Durable Human-in-the-Loop

Some actions need a human’s sign-off before they run — a shell command, a file write, a payment. Durable human-in-the-loop (HITL) lets an agent pause on those calls, persist the pause to disk, and hand control back so the process can exit. A human then approves or denies from any process — a CLI, a web dashboard, a different worker — and the run resumes from its checkpoint to completion.

It is built on the same durable RunStore as crash-resume: the decision and the paused checkpoint live in SQLite, so approve/deny works across process and machine boundaries.

Enabling it

.withApprovalPolicy() names which tool calls require approval. mode: "detach" (the default once .withDurableRuns() is set) makes a gated call pause durably.

import { ReactiveAgents } from "reactive-agents";

const agent = await ReactiveAgents.create()
  .withModel({ provider: "anthropic", model: "claude-sonnet-4-6" })
  .withTools({ tools: [/* ... */] })
  .withDurableRuns()
  .withApprovalPolicy({
    tools: ["shell-execution", "file-write"], // names that must pause
    mode: "detach",                           // durable pause (default with durable runs)
  })
  .build();

You can also gate by predicate instead of (or in addition to) a name list:

.withApprovalPolicy({
  requireFor: ({ toolName, iteration }) => toolName.startsWith("delete-") || iteration > 10,
  mode: "detach",
})

mode: "detach" requires .withDurableRuns() — a detached pause needs a durable store to persist it. build() throws if it is missing. Use mode: "block" for the in-process approval gate (no durable pause).

Pausing

When the agent hits a gated call, the run pauses durably and hands control back. Use whichever entrypoint you already use — run() or runStream().

With run() the result carries status: "awaiting-approval" and a pendingApproval descriptor:

const result = await agent.run("clean up the temp files");
if (result.status === "awaiting-approval") {
  const { runId, toolName, args } = result.pendingApproval!;
  // The process can now exit. The pause is persisted under runId.
}

With runStream() the terminal event carries the same pendingApproval:

for await (const event of agent.runStream("clean up the temp files")) {
  if (event._tag === "StreamCompleted" && event.pendingApproval) {
    const { runId, toolName, args } = event.pendingApproval;
  }
}

Same-process convenience: `onApproval`

For interactive/CLI use, pass an onApproval callback — run() drives the whole pause → decide → resume loop in one call and returns the final result.
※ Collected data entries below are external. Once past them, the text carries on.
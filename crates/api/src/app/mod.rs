//! HTTP API application wiring (Axum router + service wiring).
//!
//! - `services.rs`: infrastructure wiring (record source, ledger transport, dispatcher, runner)
//! - `routes/`: HTTP routes + handlers
//! - `errors.rs`: consistent error responses

use std::sync::Arc;

use axum::{Extension, Router, routing::get};
use tower::ServiceBuilder;

pub mod errors;
pub mod routes;
pub mod services;

use services::AppServices;

/// Build the full HTTP router (public entrypoint used by `main.rs`).
pub fn build_app(services: Arc<AppServices>) -> Router {
    Router::new()
        .route("/health", get(routes::system::health))
        .merge(routes::router())
        .fallback(routes::system::not_found)
        .layer(ServiceBuilder::new().layer(Extension(services)))
}
//! In-memory ledger (dry runs and tests).
//!
//! Behaves like the remote API for the parts the sync depends on: creating an
//! entry twice under the same integration key yields the "already registered"
//! fault, and settling an entry that was never created is rejected.

use std::collections::{HashMap, HashSet, VecDeque};
use std::sync::{Mutex, MutexGuard, PoisonError};
use std::time::Duration;

use async_trait::async_trait;
use serde_json::{Value as JsonValue, json};
use tokio::time::Instant;

use omiesync_ledger::{LedgerRequest, OmieCall};

use super::LedgerTransport;
use crate::dispatch::classifier::DUPLICATE_FAULT_CODE;
use crate::dispatch::{CallFailure, OmieFault};

#[derive(Debug, Default)]
struct LedgerState {
    next_code: i64,
    /// Created entries by integration key.
    entries: HashMap<String, JsonValue>,
    /// Settlement keys already applied.
    settlements: HashSet<String>,
    calls: Vec<LedgerRequest>,
    call_instants: Vec<Instant>,
    /// Failures to return, each flagged with whether the call is applied first.
    scripted_failures: VecDeque<(CallFailure, bool)>,
}

#[derive(Debug, Default)]
pub struct InMemoryLedger {
    latency: Option<Duration>,
    state: Mutex<LedgerState>,
}

impl InMemoryLedger {
    pub fn new() -> Self {
        Self::default()
    }

    /// Simulated round-trip time applied to every call.
    pub fn with_latency(mut self, latency: Duration) -> Self {
        self.latency = Some(latency);
        self
    }

    /// Queue a failure returned (instead of processing) by the next call.
    pub fn fail_next(&self, failure: CallFailure) {
        self.lock().scripted_failures.push_back((failure, false));
    }

    /// Queue a failure returned by the next call after it was applied anyway
    /// (the remote side kept the entry but the caller only sees the fault).
    pub fn apply_then_fail_next(&self, failure: CallFailure) {
        self.lock().scripted_failures.push_back((failure, true));
    }

    /// Every request received, in arrival order.
    pub fn calls(&self) -> Vec<LedgerRequest> {
        self.lock().calls.clone()
    }

    /// Start instant of every call, in arrival order.
    pub fn call_instants(&self) -> Vec<Instant> {
        self.lock().call_instants.clone()
    }

    pub fn entry(&self, integration_key: &str) -> Option<JsonValue> {
        self.lock().entries.get(integration_key).cloned()
    }

    pub fn is_settled(&self, integration_key: &str) -> bool {
        self.lock()
            .settlements
            .contains(&format!("{integration_key}-B"))
    }

    fn lock(&self) -> MutexGuard<'_, LedgerState> {
        self.state.lock().unwrap_or_else(PoisonError::into_inner)
    }

    fn respond(&self, request: &LedgerRequest) -> Result<JsonValue, CallFailure> {
        let scripted = self.lock().scripted_failures.pop_front();
        match scripted {
            Some((failure, false)) => Err(failure),
            Some((failure, true)) => {
                let _ = self.apply(request);
                Err(failure)
            }
            None => self.apply(request),
        }
    }

    fn apply(&self, request: &LedgerRequest) -> Result<JsonValue, CallFailure> {
        let mut state = self.lock();

        let key = text(&request.param, "codigo_lancamento_integracao")
            .ok_or_else(|| client_fault("codigo_lancamento_integracao não informado"))?;

        match request.call {
            OmieCall::IncluirContaReceber | OmieCall::IncluirContaPagar => {
                if state.entries.contains_key(&key) {
                    return Err(CallFailure::fault(
                        500,
                        OmieFault {
                            faultcode: Some(DUPLICATE_FAULT_CODE.to_string()),
                            faultstring: Some(format!(
                                "ERROR: Lançamento cadastrado para o Código de Integração [{key}] !"
                            )),
                            codigo_erro: Some("102".to_string()),
                        },
                    ));
                }
                state.next_code += 1;
                let code = state.next_code;
                state.entries.insert(key.clone(), request.param.clone());
                Ok(json!({
                    "codigo_lancamento_omie": code,
                    "codigo_lancamento_integracao": key,
                    "codigo_status": "0",
                    "descricao_status": "Lançamento cadastrado com sucesso!",
                }))
            }
            OmieCall::LancarRecebimento | OmieCall::LancarPagamento => {
                if !state.entries.contains_key(&key) {
                    return Err(client_fault(&format!(
                        "Lançamento não encontrado para o Código de Integração [{key}]"
                    )));
                }
                let settlement = text(&request.param, "codigo_baixa_integracao")
                    .unwrap_or_else(|| format!("{key}-B"));
                if !state.settlements.insert(settlement.clone()) {
                    return Err(CallFailure::fault(
                        500,
                        OmieFault {
                            faultcode: Some(DUPLICATE_FAULT_CODE.to_string()),
                            faultstring: Some(format!(
                                "ERROR: Baixa já cadastrada para o Código de Integração [{settlement}] !"
                            )),
                            codigo_erro: Some("102".to_string()),
                        },
                    ));
                }
                state.next_code += 1;
                Ok(json!({
                    "codigo_baixa": state.next_code,
                    "codigo_baixa_integracao": settlement,
                    "codigo_status": "0",
                    "descricao_status": "Baixa realizada com sucesso!",
                }))
            }
        }
    }
}

fn text(param: &JsonValue, field: &str) -> Option<String> {
    param.get(field)?.as_str().map(str::to_string)
}

fn client_fault(message: &str) -> CallFailure {
    CallFailure::fault(
        500,
        OmieFault {
            faultcode: Some("SOAP-ENV:Client-5".to_string()),
            faultstring: Some(format!("ERROR: {message}")),
            codigo_erro: None,
        },
    )
}

#[async_trait]
impl LedgerTransport for InMemoryLedger {
    async fn execute(&self, request: &LedgerRequest) -> Result<JsonValue, CallFailure> {
        {
            let mut state = self.lock();
            state.calls.push(request.clone());
            state.call_instants.push(Instant::now());
        }
        if let Some(latency) = self.latency {
            tokio::time::sleep(latency).await;
        }
        self.respond(request)
    }
}
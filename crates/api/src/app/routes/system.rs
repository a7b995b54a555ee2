use axum::http::StatusCode;
use axum::response::Response;

use crate::app::errors::json_error;

pub async fn health() -> StatusCode {
    StatusCode::OK
}

pub async fn not_found() -> Response {
    json_error(StatusCode::NOT_FOUND, "not_found", "no such route")
}
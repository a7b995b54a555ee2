use axum::{
    Router,
    routing::{get, post},
};

pub mod sync;
pub mod system;

/// Router for the sync endpoints.
pub fn router() -> Router {
    Router::new()
        .route("/sync", post(sync::run_sync))
        .route("/status", get(sync::status))
}
use axum::Json;
use axum::http::StatusCode;
use axum::response::IntoResponse;
use serde_json::json;

use omiesync_infra::{RunSummary, SyncError};

/// A run that could not start dispatching: 500 with the `erro_critico` summary.
pub fn sync_error_to_response(err: SyncError) -> axum::response::Response {
    match err {
        SyncError::RecordFetch(e) => (
            StatusCode::INTERNAL_SERVER_ERROR,
            Json(RunSummary::critical(format!(
                "falha ao buscar registros de origem: {e}"
            ))),
        )
            .into_response(),
    }
}

pub fn json_error(
    status: StatusCode,
    code: &'static str,
    message: impl Into<String>,
) -> axum::response::Response {
    (
        status,
        axum::Json(json!({
            "error": code,
            "message": message.into(),
        })),
    )
        .into_response()
}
You never touch the runId:

const result = await agent.run("clean up the temp files", {
  onApproval: async ({ toolName, args }) => {
    // return true to approve, false to deny, or { approve, reason }
    return confirm(`Run ${toolName}(${JSON.stringify(args)})?`);
  },
});

Approving or denying — from any process

A fresh process (or the same one) lists what is waiting and decides:

const waiting = await agent.listPendingApprovals();
// → [{ runId, gateId, toolName, args, task, updatedAt }]  (empty if nothing is paused)

const next = waiting[0];
if (next) {
  // Approve → the agent executes the gated call, then runs to completion:
  const result = await agent.approveRun(next.runId);

  // Deny → the agent observes the denial and continues WITHOUT running the call:
  // await agent.denyRun(next.runId, "not allowed in production");
}

approveRun resumes from the exact checkpoint and executes the same call the human reviewed — no fresh LLM step is taken for the gated action, so what is approved is what runs. denyRun injects the denial as an observation and lets the agent react on the next step.

Calling approveRun/denyRun on a run with no pending approval throws ApprovalStateError (already decided, completed, or never paused).

Lifecycle

run() / runStream() ──▶ gated call ──▶ status: awaiting-approval ──▶ process may exit
                                              │
                  approveRun / denyRun  ◀──────┘   (any process)
                         │
                         ▼
                  resume from checkpoint ──▶ status: completed

Scope notes (v0.12)

Durable pauses work on both run() and runStream(). approveRun/denyRun resume from the exact paused checkpoint; a re-pause on resume is persisted too (multi-gate). The onApproval callback is sugar over this loop for same-process use.
Gate triggers are the explicit tools list and the requireFor predicate. The per-tool requiresApproval flag does not auto-feed the durable gate yet — list the tool names explicitly.
One pending gate at a time: if a single step proposes several gated calls, the first pauses; the rest re-surface after the resume.

Runnable example

A complete, runnable demo lives at apps/examples/src/advanced/durable-hitl.ts. With a provider key it drives the real gate (pause → approve → deny); offline it shows the policy wiring and the detach-requires-durable guard.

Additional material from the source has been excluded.